Mexican guitarist and composer

Arturo Arredondo (born March 23, 1983), known by stage name Arthur White, is a Mexican musician, composer, vocalist and  producer, best known as the guitarist and vocalist of the PANDA. He is also a founding member and vocalist of Desierto Drive. Arturo has also co-founded the merchandising company Negro Pasión, an online shop based on selling official merchandise for Latin American artists

== Biography ==
Arturo Arredondo was born on March 23, 1983, in Monterrey. He was found of music from a very young age. At a very young age he formed a musical group called Super Asfalto but soon the group separated. He joined PANDA with the third album of the band Para ti con desprecio (2005), and stayed with the band till the last album Sangre Fría (2013).

== PXNDX (2004–2016) ==
PXNDX was a defining chapter in Arturo's career. The band released seven studio albums, including Para ti con desprecio (2005) and Amantes Sunt Amentes (2006), establishing their place as one of the most recognized Latin rock bands. Arturo's guitar playing contributed to hits such as “Los Malaventurados No Lloran”, ”Cita en el Quirófano" and "Narcisista por Excelencia".

In recognition of his contributions to the band, Arturo received multiple award nominations. Notably, he was nominated for Best Rock Album by a Duo or Group with Vocal at the 9th Annual Latin Grammy Awards for PXNDX's live album Sinfonía Soledad.

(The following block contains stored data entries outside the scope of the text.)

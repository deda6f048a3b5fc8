//! Signal model
//!
//! A signal is a named reactive value cell with a current value and a
//! monotonically increasing update timestamp. The kind decides which side
//! of the channel is authoritative and how changes route:
//! - `Plain`/`Input` are authoritative where they are declared.
//! - `RemoteSourced` is a host-side proxy for a guest signal; it carries a
//!   linked flag and only syncs while something local subscribes to it.
//! - `LocalMirror`/`LocalMirrorInput` are guest-side proxies mirroring a
//!   host signal; the Input variant may also be driven directly on the
//!   guest side (best effort, no validation against the host).

use crate::Value;

/// Signal flavor - decides authority and propagation behavior
#[derive(Clone, Copy, Debug, PartialEq, Eq, Hash)]
pub enum SignalKind {
    /// Authoritative where declared; changes propagate outward
    Plain,
    /// Plain signal that also accepts external assignment
    Input,
    /// Host-side proxy for a guest signal; lazily linked
    RemoteSourced,
    /// Guest-side proxy mirroring a host plain signal
    LocalMirror,
    /// Guest-side proxy mirroring a host input signal; guest may drive it too
    LocalMirrorInput,
}

impl SignalKind {
    /// Is this a proxy for a signal owned by the other side?
    #[inline]
    pub fn is_proxy(self) -> bool {
        matches!(
            self,
            SignalKind::RemoteSourced | SignalKind::LocalMirror | SignalKind::LocalMirrorInput
        )
    }

    /// Does this kind accept direct external assignment?
    #[inline]
    pub fn is_input(self) -> bool {
        matches!(self, SignalKind::Input | SignalKind::LocalMirrorInput)
    }

    /// The proxy kind the companion side gets for this signal, if any.
    pub fn companion_proxy(self) -> Option<SignalKind> {
        match self {
            SignalKind::Plain => Some(SignalKind::LocalMirror),
            SignalKind::Input => Some(SignalKind::LocalMirrorInput),
            _ => None,
        }
    }
}

/// Signal declaration - the unit class descriptors are built from
#[derive(Clone, Debug, PartialEq)]
pub struct SignalSpec {
    pub name: String,
    pub kind: SignalKind,
    pub initial: Value,
}

impl SignalSpec {
    pub fn new(name: impl Into<String>, kind: SignalKind, initial: Value) -> Self {
        SignalSpec {
            name: name.into(),
            kind,
            initial,
        }
    }

    /// Plain signal with an initial value.
    pub fn plain(name: impl Into<String>, initial: Value) -> Self {
        SignalSpec::new(name, SignalKind::Plain, initial)
    }

    /// Input signal with an initial value.
    pub fn input(name: impl Into<String>, initial: Value) -> Self {
        SignalSpec::new(name, SignalKind::Input, initial)
    }

    /// The private naming convention: leading-underscore signals never sync.
    #[inline]
    pub fn is_private(&self) -> bool {
        self.name.starts_with('_')
    }

    /// Derive the proxy spec the companion side gets, if this kind mirrors.
    pub fn companion_proxy(&self) -> Option<SignalSpec> {
        self.kind.companion_proxy().map(|kind| SignalSpec {
            name: self.name.clone(),
            kind,
            initial: self.initial.clone(),
        })
    }
}

/// Runtime signal cell
///
/// Timestamp semantics: 0 = never set, 1 = construction-time initial value,
/// >= 2 = explicitly written since construction. The catch-up emission on
/// link only fires for timestamps above 1, so a freshly constructed default
/// never produces one.
#[derive(Clone, Debug)]
pub struct SignalCell {
    pub name: String,
    pub kind: SignalKind,
    value: Value,
    timestamp: u64,
    subscribers: u64,
    linked: bool,
}

/// Subscriber-count transition reported by subscribe/unsubscribe
#[derive(Clone, Copy, Debug, PartialEq, Eq)]
pub enum SubscribeEdge {
    /// Count moved 0 -> 1
    First,
    /// Count moved 1 -> 0
    Last,
    /// No boundary crossed
    Interior,
}

impl SignalCell {
    pub fn new(spec: &SignalSpec) -> Self {
        SignalCell {
            name: spec.name.clone(),
            kind: spec.kind,
            value: Value::Null,
            timestamp: 0,
            subscribers: 0,
            linked: false,
        }
    }

    #[inline]
    pub fn value(&self) -> &Value {
        &self.value
    }

    #[inline]
    pub fn timestamp(&self) -> u64 {
        self.timestamp
    }

    #[inline]
    pub fn is_linked(&self) -> bool {
        self.linked
    }

    #[inline]
    pub fn subscriber_count(&self) -> u64 {
        self.subscribers
    }

    /// Has this cell been written since construction-time initialization?
    #[inline]
    pub fn explicitly_set(&self) -> bool {
        self.timestamp > 1
    }

    /// Assign a value, bumping the timestamp.
    pub fn set(&mut self, value: Value) {
        self.value = value;
        self.timestamp += 1;
    }

    /// Construction-time initialization (timestamp lands at exactly 1).
    pub fn init(&mut self, value: Value) {
        self.value = value;
        self.timestamp = 1;
    }

    /// Record a subscriber; reports whether the 0 -> 1 edge was crossed.
    pub fn subscribe(&mut self) -> SubscribeEdge {
        self.subscribers += 1;
        if self.subscribers == 1 {
            SubscribeEdge::First
        } else {
            SubscribeEdge::Interior
        }
    }

    /// Remove a subscriber; reports whether the 1 -> 0 edge was crossed.
    pub fn unsubscribe(&mut self) -> SubscribeEdge {
        self.subscribers = self.subscribers.saturating_sub(1);
        if self.subscribers == 0 {
            SubscribeEdge::Last
        } else {
            SubscribeEdge::Interior
        }
    }

    /// Toggle the linked flag; returns the previous state.
    pub fn set_linked(&mut self, linked: bool) -> bool {
        std::mem::replace(&mut self.linked, linked)
    }
}

/// Per-instance echo suppression slot
///
/// Single-slot by contract: at most one "ignore next local emit" at a time,
/// consumed exactly once. Overlapping updates to the same signal from both
/// directions within one turn are outside the supported model.
#[derive(Clone, Copy, Debug, Default, PartialEq, Eq)]
pub enum EchoState {
    #[default]
    Idle,
    SuppressNext,
}

impl EchoState {
    /// Arm the slot: the next local emit will be swallowed.
    pub fn engage(&mut self) {
        *self = EchoState::SuppressNext;
    }

    /// Consume the slot. Returns true if an emit should be suppressed.
    pub fn consume(&mut self) -> bool {
        match *self {
            EchoState::SuppressNext => {
                *self = EchoState::Idle;
                true
            }
            EchoState::Idle => false,
        }
    }

    /// Disarm without consuming (e.g. the guarded assignment never happened).
    pub fn release(&mut self) {
        *self = EchoState::Idle;
    }
}
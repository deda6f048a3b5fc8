//! Tether Sync - the pair synchronization layer
//!
//! One logical object (a "Pair") lives as two cooperating runtime
//! instances, one per side of a message channel. Signals written on one
//! side propagate to the other automatically, with echo suppression and
//! lazy partial linking. This crate owns:
//! - The weak instance registry
//! - Class mirroring (companion descriptor construction, proxy synthesis)
//! - Pair instance lifecycle and the propagation protocol
//! - The per-side runtime with inbound command/message dispatch

pub mod channel;
pub mod mirror;
pub mod pair;
pub mod registry;
pub mod runtime;

pub use channel::*;
pub use mirror::*;
pub use pair::*;
pub use registry::*;
pub use runtime::*;
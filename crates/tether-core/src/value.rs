//! The wire-expressible value domain
//!
//! Signal values are drawn from a closed set of shapes that the textual
//! serializer can carry, plus `PairRef` for references to other pair
//! instances. A `PairRef` crosses the wire as `{"__type__": "Pair-Ref",
//! "id": <id>}` and is revived against the instance registry on arrival.

use std::collections::BTreeMap;
use std::fmt;

use crate::InstanceId;

/// A signal value
#[derive(Clone, Debug, PartialEq)]
pub enum Value {
    Null,
    Bool(bool),
    Int(i64),
    Float(f64),
    Str(String),
    List(Vec<Value>),
    Map(BTreeMap<String, Value>),
    /// Reference to another pair instance, by id
    PairRef(InstanceId),
}

impl Value {
    /// Is this the null value?
    #[inline]
    pub fn is_null(&self) -> bool {
        matches!(self, Value::Null)
    }

    /// Extract the referenced instance id, if this is a pair reference.
    pub fn as_pair_ref(&self) -> Option<&InstanceId> {
        match self {
            Value::PairRef(id) => Some(id),
            _ => None,
        }
    }

    /// Does any part of this value reference a pair instance?
    pub fn contains_pair_ref(&self) -> bool {
        match self {
            Value::PairRef(_) => true,
            Value::List(items) => items.iter().any(Value::contains_pair_ref),
            Value::Map(entries) => entries.values().any(Value::contains_pair_ref),
            _ => false,
        }
    }
}

impl Default for Value {
    fn default() -> Self {
        Value::Null
    }
}

impl fmt::Display for Value {
    fn fmt(&self, f: &mut fmt::Formatter<'_>) -> fmt::Result {
        match self {
            Value::Null => f.write_str("null"),
            Value::Bool(b) => write!(f, "{b}"),
            Value::Int(n) => write!(f, "{n}"),
            Value::Float(x) => write!(f, "{x}"),
            Value::Str(s) => write!(f, "{s:?}"),
            Value::List(items) => {
                f.write_str("[")?;
                for (i, item) in items.iter().enumerate() {
                    if i > 0 {
                        f.write_str(", ")?;
                    }
                    write!(f, "{item}")?;
                }
                f.write_str("]")
            }
            Value::Map(entries) => {
                f.write_str("{")?;
                for (i, (key, value)) in entries.iter().enumerate() {
                    if i > 0 {
                        f.write_str(", ")?;
                    }
                    write!(f, "{key:?}: {value}")?;
                }
                f.write_str("}")
            }
            Value::PairRef(id) => write!(f, "<{id}>"),
        }
    }
}

impl From<bool> for Value {
    fn from(b: bool) -> Self {
        Value::Bool(b)
    }
}

impl From<i64> for Value {
    fn from(n: i64) -> Self {
        Value::Int(n)
    }
}

impl From<f64> for Value {
    fn from(x: f64) -> Self {
        Value::Float(x)
    }
}

impl From<&str> for Value {
    fn from(s: &str) -> Self {
        Value::Str(s.to_owned())
    }
}

impl From<String> for Value {
    fn from(s: String) -> Self {
        Value::Str(s)
    }
}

In addition, he earned a nomination at the 50th Annual Grammy Awards for Best Latin Rock or Alternative Album for Amantes Sunt Amentes.

Despite facing multiple plagiarism accusations in the mid-2000s, PXNDX continued to thrive, performing internationally and achieving gold and platinum record sales due to a solid fan base. Their final concert in 2016 at Arena Ciudad de México marked the end of an era, as the band announced an indefinite hiatus in 2016.

== Desierto Drive (2018–present) ==
After PXNDX's still to date hiatus, Arturo, along with Ricardo Treviño and Jorge Vázquez, formed the indie band Desierto Drive. Mexican Dream, was their first released in 2019 and explored a variety of genres, including punk, funk, and mariachi. Desierto Drive has received positive feedback for its diverse musical style, with the band continuing to record and perform. Historias Live, their second album, highlights their evolving sound and blends alternative rock with Mexican cultural influences.

== Albums ==
Since his separation from PANDA he performs by his stage name Arthur White. In 2017 Arthur White released his first solo album, an EP called Ego Pop which consists of 6 songs and ranked number 1 on iTunes Mexico.

In 2018, he released his second EP titled Somnofobia, which features six tracks. The track “Monstruos Xtraños” was released as the first single, with an accompanying music video, which is available on YouTube.

== Singles ==
He occasionally releases singles on his YouTube channel that includes: Reflejos, Abnormal, Vicios, Fría Como El Viento, Valiente”, “robame pobreza”, “cuando nada te hace llorar”, and “mar de lagrimas”.

== Negro Pasión ==
Arturo Arredondo alongside Ricardo Treviño and Andres Farias co-founded Negro Pasión, a merchandising company that supports Latin American artists. The company provides a platform for musicians to sell their own official merchandise. The company represents artists such as Insite, Aleks Syntek, The Warning, among others.

Negro Pasión was established to provide musicians with a sustainable way to monetize their work. The company has worked with indie bands, such as División Minúscula, to successfully launch their online merchandise store.